Travelling here in the 1920s, English writer D. H. Lawrence dismissed the island as ‘rather bare, rather stark, rather cold and yellow’.
In his travelogue, the Lady Chatterley’s Lover author sniffed that ‘Sardinia is another thing’.
But he was in awe of Sardinia’s ‘brisk and defiant’ common folk — ‘peasants’, he called them — although he didn’t mention their longevity.
He did, however, recognise they were different from Italians on the mainland, a fact that geneticists have since confirmed.
As well as benefitting from daily exercise, good food, and strong communal and religious ties, Sardinians might also live longer because of their ancestors.
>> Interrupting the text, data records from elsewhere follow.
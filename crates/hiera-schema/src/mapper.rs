use std::collections::BTreeMap;

use serde_json::Value;

use crate::{
    schema::{self, Destination, Schema},
    source::HieraData,
};

/// Nested group to name to value mapping.
pub type ConfDict = BTreeMap<String, BTreeMap<String, Value>>;

/// Copies every value of `hieradata` that is part of the `schema` to its destination.
///
/// Keys missing from `hieradata` are skipped without looking at their mapping.
pub fn map(schema: &Schema, hieradata: &HieraData) -> Result<ConfDict, schema::Error> {
    let mut conf_dict = ConfDict::new();

    for key in schema.keys() {
        let Some(value) = hieradata.get(key) else {
            tracing::debug!(key, "key is not part of the hieradata, skipping");
            continue;
        };
        let Some(destination) = schema.destination(key) else {
            continue;
        };
        let Destination { group, name } = destination?;

        conf_dict.entry(group).or_default().insert(name, value.clone());
    }

    Ok(conf_dict)
}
Four thousand years ago, the Bronze Age Nuragic people thrived on the island’s fertile coastal plains — building thousands of evocative towers that still dot Sardinia — but they retreated deeper and deeper into the highlands when the Phoenician and Roman empires rose and fell. They developed a wariness of foreigners in the mountains, keeping themselves to themselves.
Native Sardinians became genetic incubators, amplifying certain physical traits over generations. Today, roughly 80 per cent of the locals are directly related to the first Sardinians.
We didn’t meet any centenarians on our seven-day trip, but at one lusty meal, we were treated to a lecture by Spanish dietitian Anna Maria Canelada, who studied Sardinian centenarians for her PhD.
She explained how new mountain roads built in the 1960s and 1970s – some of which we had ridden on — were responsible for bringing mainland-style foods to those who lived in the hill villages. Good for variety - bad for health. There won’t be many future centenarians from this region because the Blue Zone Sardinians are now eating the same processed foods as the rest of us, and — thanks to the use of cars on those roads — also not exercising as much.
The centenarians that once wowed researchers are a dying breed.
Sobering. And a good reason to keep pedalling.
Each day we would ride up to about 50 miles, with numerous foodie stops including feasting at a shepherd’s hut where we helped drain and shape some ricotta cheese.
At the end of the week, I asked one of the American guests for his thoughts. Michael DiMaggio — yes, he’s related to the baseball icon — said he especially enjoyed arriving in small, hilltop villages, but his abiding memory would be the copious amounts of food.
‘We ate a lot,’ he said. ‘The food kept coming.’
Like your healthy food and wine, but also want to work it off? This could be the trip for you.